Nurr1 (NR4A2) is an orphan nuclear receptor highly essential for the development and maintenance of dopaminergic neurons. Reduced expression of Nurr1 has been linked to the etiopathogenesis of Parkinson's disease and other dopamine-related disorders such as schizophrenia. Recent experimental work in mice with a heterozygous constitutive deletion of Nurr1 has revealed that this genetic manipulation leads to the presence of sensorimotor gating dysfunctions in the form of reduced prepulse inhibition of the acoustic startle reflex. However, the neuronal substances for this behavioral manifestation remain essentially unknown. Since converging evidence supports a key role of the central dopamine system in the regulation of prepulse inhibition, we hypothesized that the emergence of prepulse inhibition deficits in adult Nurr1-deficient mice may be linked to dopaminergic neuroanatomical changes.
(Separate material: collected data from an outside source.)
pub mod args;
pub mod run;
use std::path::PathBuf;
use thiserror::Error;

pub type Result<T> = std::result::Result<T, ReportError>;

#[derive(Debug, Error)]
pub enum ReportError {
    #[error("input file not found: {}", .path.display())]
    FileNotFound { path: PathBuf },

    #[error("failed to parse {}: {message}", .path.display())]
    Parse { path: PathBuf, message: String },

    /// A cell that does not hold the expected number or percentage.
    /// `row` is the 1-based data row, header excluded.
    #[error("bad value {value:?} in column '{column}' (row {row}): {reason}")]
    Format {
        column: String,
        row: usize,
        value: String,
        reason: String,
    },

    #[error("missing required column: {column}")]
    MissingColumn { column: String },

    #[error("invalid input: {0}")]
    Validation(String),

    #[error("render failed: {0}")]
    Render(String),

    #[error("I/O error: {0}")]
    Io(#[from] std::io::Error),
}

impl ReportError {
    pub fn is_validation(&self) -> bool {
        matches!(
            self,
            ReportError::MissingColumn { .. } | ReportError::Validation(_)
        )
    }
}

impl From<std::fmt::Error> for ReportError {
    fn from(e: std::fmt::Error) -> Self {
        ReportError::Render(e.to_string())
    }
}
To test this hypothesis, we followed a within-subject approach in which sensorimotor gating performance was correlated with post-mortem expression of several dopaminergic markers in relevant striatal and midbrain regions. We found that prepulse inhibition deficits in Nurr1-deficient mice were paralleled by reduced numbers of substantia nigra dopamine cells expressing tyrosine hydroxylase, and by decreased tyrosine hydroxylase and dopamine transporter immunoreactivity in ventral parts of the striatum. Most interestingly, we also revealed a striking negative correlation between prepulse inhibition levels and tyrosine hydroxylase immunoreactivity in Nurr1-deficient mice in dorsal striatal regions (caudate putamen) and ventral striatal regions (nucleus accumbens core and shell). Our findings thus suggest that the emergence of prepulse inhibition deficits induced by heterozygous constitutive deletion of Nurr1 is, at least in part, related to alterations in presynaptic components of the striatal dopamine system. The constellation of neuroanatomical and behavioral alterations in Nurr1-deficient mice observed here confirms previous impressions that the consequences of Nurr1 down-regulation capture neuronal and behavioral pathologies relevant especially for (but not limited to) Parkinson's disease.